* [Your objective] All entries shown below must be given again word for word.

Extracted records: Begin

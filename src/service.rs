use std::sync::Arc;
use std::time::Duration;

use anyhow::Result;

use crate::cache::TtlCache;
use crate::career;
use crate::config::GameConfig;
use crate::error::GameError;
use crate::model::{Difficulty, GamePlayer, RosterPlayer, SearchResult, TeamRecord};
use crate::pool;
use crate::source::{PlayerDataSource, is_searchable};

const PLAYER_TTL: Duration = Duration::from_secs(24 * 60 * 60);
const POOL_TTL: Duration = Duration::from_secs(12 * 60 * 60);
const TEAMS_TTL: Duration = Duration::from_secs(12 * 60 * 60);
const SEARCH_TTL: Duration = Duration::from_secs(10 * 60);

/// Cached access to player data. Every remote read goes through the shared
/// [`TtlCache`].
pub struct PlayerService {
    source: Arc<dyn PlayerDataSource>,
    cache: Arc<TtlCache>,
    fetch_parallelism: usize,
    master_team_count: usize,
    search_limit: usize,
}

impl PlayerService {
    pub fn new(source: Arc<dyn PlayerDataSource>, cache: Arc<TtlCache>, config: &GameConfig) -> Self {
        Self {
            source,
            cache,
            fetch_parallelism: config.fetch_parallelism,
            master_team_count: config.master_team_count,
            search_limit: config.search_limit,
        }
    }

    pub fn cache(&self) -> &Arc<TtlCache> {
        &self.cache
    }

    pub fn teams(&self) -> Result<Vec<TeamRecord>> {
        if let Some(teams) = self.cache.get::<Vec<TeamRecord>>("teams") {
            return Ok(teams);
        }
        let teams = self.source.list_teams()?;
        if !teams.is_empty() {
            self.cache.set_with_ttl("teams", &teams, TEAMS_TTL);
        }
        Ok(teams)
    }

    /// Fetch and validate a playable player. Rejects athletes with no
    /// professional team history.
    pub fn build_game_player(&self, player_id: &str) -> Result<GamePlayer, GameError> {
        let key = format!("player-{player_id}");
        if let Some(player) = self.cache.get::<GamePlayer>(&key) {
            return Ok(player);
        }

        let detail = self
            .source
            .athlete_detail(player_id)
            .map_err(|source| GameError::Build {
                player_id: player_id.to_string(),
                source,
            })?;
        let bio = self
            .source
            .athlete_bio(player_id)
            .map_err(|source| GameError::Build {
                player_id: player_id.to_string(),
                source,
            })?;

        let player = career::build_game_player(&detail, &bio)?;
        self.cache.set_with_ttl(&key, &player, PLAYER_TTL);
        Ok(player)
    }

    pub fn load_player_pool(&self, difficulty: Difficulty) -> Result<Vec<RosterPlayer>, GameError> {
        let key = format!("pool-{}", difficulty.key());
        if let Some(pool) = self.cache.get::<Vec<RosterPlayer>>(&key) {
            return Ok(pool);
        }

        let teams = self.teams().map_err(|source| GameError::PoolLoad {
            difficulty,
            source,
        })?;
        let players = pool::build_pool(
            self.source.as_ref(),
            &teams,
            difficulty,
            self.master_team_count,
            self.fetch_parallelism,
            &mut rand::thread_rng(),
        )
        .map_err(|source| GameError::PoolLoad { difficulty, source })?;

        // An empty pool usually means every team fetch failed; don't pin that for 12h.
        if !players.is_empty() {
            self.cache.set_with_ttl(&key, &players, POOL_TTL);
        }
        Ok(players)
    }

    pub fn search_players(&self, query: &str) -> Result<Vec<SearchResult>> {
        let query = query.trim();
        if !is_searchable(query) {
            return Ok(Vec::new());
        }
        let key = format!("search-{}", query.to_lowercase());
        if let Some(results) = self.cache.get::<Vec<SearchResult>>(&key) {
            return Ok(results);
        }
        let results = self.source.search(query, self.search_limit)?;
        self.cache.set_with_ttl(&key, &results, SEARCH_TTL);
        Ok(results)
    }
}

Extracted records: End

* [Response area]
filename src/service.rs
use std::sync::Arc;
use std::time::Duration;

use anyhow::Result;

use crate::cache::TtlCache;
use crate::career;
use crate::config::GameConfig;
use crate::error::GameError;
use crate::model::{Difficulty, GamePlayer, RosterPlayer, SearchResult, TeamRecord};
use crate::pool;
use crate::source::{PlayerDataSource, is_searchable};

const PLAYER_TTL: Duration = Duration::from_secs(24 * 60 * 60);
const POOL_TTL: Duration = Duration::from_secs(12 * 60 * 60);
const TEAMS_TTL: Duration = Duration::from_secs(12 * 60 * 60);
const SEARCH_TTL: Duration = Duration::from_secs(10 * 60);

/// Cached access to player data. Every remote read goes through the shared
/// [`TtlCache`].
pub struct PlayerService {
    source: Arc<dyn PlayerDataSource>,
    cache: Arc<TtlCache>,
    fetch_parallelism: usize,
    master_team_count: usize,
    search_limit: usize,
}

impl PlayerService {
    pub fn new(source: Arc<dyn PlayerDataSource>, cache: Arc<TtlCache>, config: &GameConfig) -> Self {
        Self {
            source,
            cache,
            fetch_parallelism: config.fetch_parallelism,
            master_team_count: config.master_team_count,
            search_limit: config.search_limit,
        }
    }

    pub fn cache(&self) -> &Arc<TtlCache> {
        &self.cache
    }

    pub fn teams(&self) -> Result<Vec<TeamRecord>> {
        if let Some(teams) = self.cache.get::<Vec<TeamRecord>>("teams") {
            return Ok(teams);
        }
        let teams = self.source.list_teams()?;
        if !teams.is_empty() {
            self.cache.set_with_ttl("teams", &teams, TEAMS_TTL);
        }
        Ok(teams)
    }

    /// Fetch and validate a playable player. Rejects athletes with no
    /// professional team history.
    pub fn build_game_player(&self, player_id: &str) -> Result<GamePlayer, GameError> {
        let key = format!("player-{player_id}");
        if let Some(player) = self.cache.get::<GamePlayer>(&key) {
            return Ok(player);
        }

        let detail = self
            .source
            .athlete_detail(player_id)
            .map_err(|source| GameError::Build {
                player_id: player_id.to_string(),
                source,
            })?;
        let bio = self
            .source
            .athlete_bio(player_id)
            .map_err(|source| GameError::Build {
                player_id: player_id.to_string(),
                source,
            })?;

        let player = career::build_game_player(&detail, &bio)?;
        self.cache.set_with_ttl(&key, &player, PLAYER_TTL);
        Ok(player)
    }

    pub fn load_player_pool(&self, difficulty: Difficulty) -> Result<Vec<RosterPlayer>, GameError> {
        let key = format!("pool-{}", difficulty.key());
        if let Some(pool) = self.cache.get::<Vec<RosterPlayer>>(&key) {
            return Ok(pool);
        }

        let teams = self.teams().map_err(|source| GameError::PoolLoad {
            difficulty,
            source,
        })?;
        let players = pool::build_pool(
            self.source.as_ref(),
            &teams,
            difficulty,
            self.master_team_count,
            self.fetch_parallelism,
            &mut rand::thread_rng(),
        )
        .map_err(|source| GameError::PoolLoad { difficulty, source })?;

        // An empty pool usually means every team fetch failed; don't pin that for 12h.
        if !players.is_empty() {
            self.cache.set_with_ttl(&key, &players, POOL_TTL);
        }
        Ok(players)
    }

    pub fn search_players(&self, query: &str) -> Result<Vec<SearchResult>> {
        let query = query.trim();
        if !is_searchable(query) {
            return Ok(Vec::new());
        }
        let key = format!("search-{}", query.to_lowercase());
        if let Some(results) = self.cache.get::<Vec<SearchResult>>(&key) {
            return Ok(results);
        }
        let results = self.source.search(query, self.search_limit)?;
        self.cache.set_with_ttl(&key, &results, SEARCH_TTL);
        Ok(results)
    }
}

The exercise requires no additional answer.